Elasticsearch is like a nosql database with some search optimised indexing and query tools. Once your log data is "chunked" into structured data, Elasticsearch is a good place for it to go. There are a number of options to configure here, most of them have a reasonable default however:

  • servers (String or Array of Strings) : The hostname or IP address and port of machine(s) running elasticsearch. E.g. es.example.com:9200.
  • index_prefix (String) : Default: syslog: A string to form the name of the indexes used.
  • index_rotation (String): Default: daily : How often to roll to a new index. Valid options are daily, weekly, 'monthly, 'yearly. A date like string is appended to index_prefix to derive the index name.
  • type (String) : Default: syslog: The name of the type of document.
  • bulk_batch_size (Int) : Default: 1 : The number of documents to store before doing a bulk load to Elasticsearch. A higher number arguably offers better performance at the risk of loosing logs if the process crashes/stops.
  • es_options (Hash) : Default: {} : Additional options to send to the Search::Elasticsearch constructor.

Chunkers

A chunker consists of a regex containing named capture groups, and optionally filters that match things like the program that generated the log, the facility the log was generated to and the severity level. The idea being that these filters will reduce the number of logs that ultimately get compared to the regex (being a relatively expensive operation).
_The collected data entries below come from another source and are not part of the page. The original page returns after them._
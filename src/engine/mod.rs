//! The scripting-engine capability the bridge is built on.
//!
//! The bridge never reaches into an engine's heap directly. Everything it needs
//! (isolates, contexts, handle scopes, durable references, property writes and
//! script execution) goes through the [`Engine`] trait, addressed by opaque ids.
//! [`heap::HeapEngine`] is the in-crate implementation.

pub mod allocator;
pub mod heap;
pub mod template;
pub mod value;

use std::fmt;
use std::sync::Arc;

use uuid::Uuid;

pub use allocator::{default_allocator, ArrayBufferAllocator, DefaultAllocator};
pub use heap::HeapEngine;
pub use template::{ObjectTemplate, TemplateValue};
pub use value::{JsNumberType, JsValue, NativeFunction, ObjectId};

/// Identity of one engine runtime instance.
#[derive(Debug, Clone, Copy, PartialEq, Eq, Hash)]
pub struct IsolateId(Uuid);

impl IsolateId {
    pub fn new_v4() -> Self {
        IsolateId(Uuid::new_v4())
    }
}

impl fmt::Display for IsolateId {
    fn fmt(&self, f: &mut fmt::Formatter<'_>) -> fmt::Result {
        write!(f, "{}", self.0)
    }
}

#[derive(Debug, Clone, Copy, PartialEq, Eq, Hash, PartialOrd, Ord)]
pub struct ContextId(pub u64);

#[derive(Debug, Clone, Copy, PartialEq, Eq, Hash, PartialOrd, Ord)]
pub struct PersistentId(pub u64);

#[derive(Debug, Clone, Copy, PartialEq, Eq, Hash, PartialOrd, Ord)]
pub struct HandleScopeId(pub u64);

/// Anything a durable reference can keep alive.
#[derive(Debug, Clone, PartialEq)]
pub enum Persistable {
    Value(JsValue),
    Context(ContextId),
}

/// Parameters for creating a new isolate.
#[derive(Clone)]
pub struct CreateParams {
    pub allocator: Arc<dyn ArrayBufferAllocator>,
}

impl Default for CreateParams {
    fn default() -> Self {
        CreateParams {
            allocator: default_allocator(),
        }
    }
}

impl fmt::Debug for CreateParams {
    fn fmt(&self, f: &mut fmt::Formatter<'_>) -> fmt::Result {
        f.debug_struct("CreateParams").finish_non_exhaustive()
    }
}

/// Resource failures reported by an engine.
#[derive(Debug, Clone, PartialEq, thiserror::Error)]
pub enum EngineError {
    #[error("failed to create isolate: {reason}")]
    IsolateCreation { reason: String },

    #[error("unknown or disposed isolate {isolate}")]
    UnknownIsolate { isolate: IsolateId },

    #[error("isolate {isolate} is not the current isolate on this thread")]
    IsolateNotCurrent { isolate: IsolateId },

    #[error("unknown context {context:?}")]
    UnknownContext { context: ContextId },

    #[error("unknown object {object}")]
    UnknownObject { object: ObjectId },

    #[error("failed to create context: {reason}")]
    ContextCreation { reason: String },

    #[error("allocation of {len} bytes failed")]
    Allocation { len: usize },

    #[error("write of property `{key}` rejected")]
    WriteRejected { key: String },
}

/// An exception raised in the scripted domain.
#[derive(Debug, Clone, PartialEq, thiserror::Error)]
pub enum ScriptError {
    #[error("Uncaught syntax error: {0}.")]
    Syntax(String),

    #[error("Uncaught reference error: {0}.")]
    Reference(String),

    #[error("Uncaught type error: {0}.")]
    Type(String),

    #[error("Uncaught range error: {0}.")]
    Range(String),

    #[error("Uncaught error: {0}.")]
    Native(String),

    #[error(transparent)]
    Engine(#[from] EngineError),
}

/// Operations the bridge consumes from a scripting engine.
///
/// Implementations use interior mutability: native functions called from a
/// running script re-enter the engine through the same shared reference.
/// Teardown operations (`exit_*`, `close_handle_scope`, `reset_persistent`,
/// `dispose_isolate`) do not fail; unknown ids are ignored.
pub trait Engine {
    fn new_isolate(&self, params: CreateParams) -> Result<IsolateId, EngineError>;

    /// Make `isolate` the current isolate of the calling thread. Nests.
    fn enter_isolate(&self, isolate: IsolateId);

    fn exit_isolate(&self, isolate: IsolateId);

    /// Free every engine-internal resource of `isolate`.
    fn dispose_isolate(&self, isolate: IsolateId);

    fn current_isolate(&self) -> Option<IsolateId>;

    fn open_handle_scope(&self, isolate: IsolateId) -> Result<HandleScopeId, EngineError>;

    /// Handle scopes close in reverse order of opening.
    fn close_handle_scope(&self, isolate: IsolateId, scope: HandleScopeId);

    fn new_context(
        &self,
        isolate: IsolateId,
        global: &ObjectTemplate,
    ) -> Result<ContextId, EngineError>;

    fn enter_context(&self, isolate: IsolateId, context: ContextId) -> Result<(), EngineError>;

    fn exit_context(&self, isolate: IsolateId, context: ContextId);

    fn current_context(&self, isolate: IsolateId) -> Option<ContextId>;

    fn global_object(&self, isolate: IsolateId, context: ContextId)
        -> Result<ObjectId, EngineError>;

    fn persist(&self, isolate: IsolateId, target: Persistable) -> Result<PersistentId, EngineError>;

    fn resolve_persistent(&self, isolate: IsolateId, id: PersistentId) -> Option<Persistable>;

    fn reset_persistent(&self, isolate: IsolateId, id: PersistentId);

    fn new_object(&self, isolate: IsolateId) -> Result<ObjectId, EngineError>;

    fn instantiate(&self, isolate: IsolateId, template: &ObjectTemplate)
        -> Result<JsValue, EngineError>;

    fn set_property(
        &self,
        isolate: IsolateId,
        object: ObjectId,
        key: &str,
        value: JsValue,
    ) -> Result<(), EngineError>;

    fn get_property(&self, isolate: IsolateId, object: ObjectId, key: &str)
        -> Result<JsValue, EngineError>;

    /// Allocate an array buffer whose backing store comes from the isolate's allocator.
    fn new_array_buffer(&self, isolate: IsolateId, len: usize) -> Result<ObjectId, EngineError>;

    fn run_script(
        &self,
        isolate: IsolateId,
        context: ContextId,
        source: &str,
        origin: &str,
    ) -> Result<JsValue, ScriptError>;
}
If a log entry matches a chunker, the regex will produce a hash from the named capture groups that will be merged onto the original hash.

The processing of a log entry will cease once a chunker successfully matches the entry. Therefore, all the chunkers and their regexes should be very specific as to not match entries it is not intended to.

When chunkers match, a match count is incremented. Every 100 log entries, the chunkers are reordered to put the most hit ones up front.

Note that each of programs, severities, facilities and hosts can be an array.

The following options are available on a chunker:

  • regex (String) : Required. The regex should contain named capures (e.g. /(*?*foo)/) the names will become keys in the resulting hash.
  • hosts ((Array of) Strings): Optional. Only match logs from the hosts listed.
  • facilities ((Array of) Strings): Optional. Only match logs from the listed facilities. E.g. local0, cron, kern etc.
  • programs ((Array of) Strings): Optional. Only match logs from the listed programs.
  • severities ((Array of) Strings): Optional. Only match logs from the listed severities.

Usage

The program is started like this:

perl logchunk.pl -c /location/of/config.yaml -w <number of workers>

Scaleability

The scaleability of a single worker will largely depend on the quality of the chunker regexes. However, as it feeds off a job queue, it should scale linearly with more worker threads until there is no CPU left and then with more machines.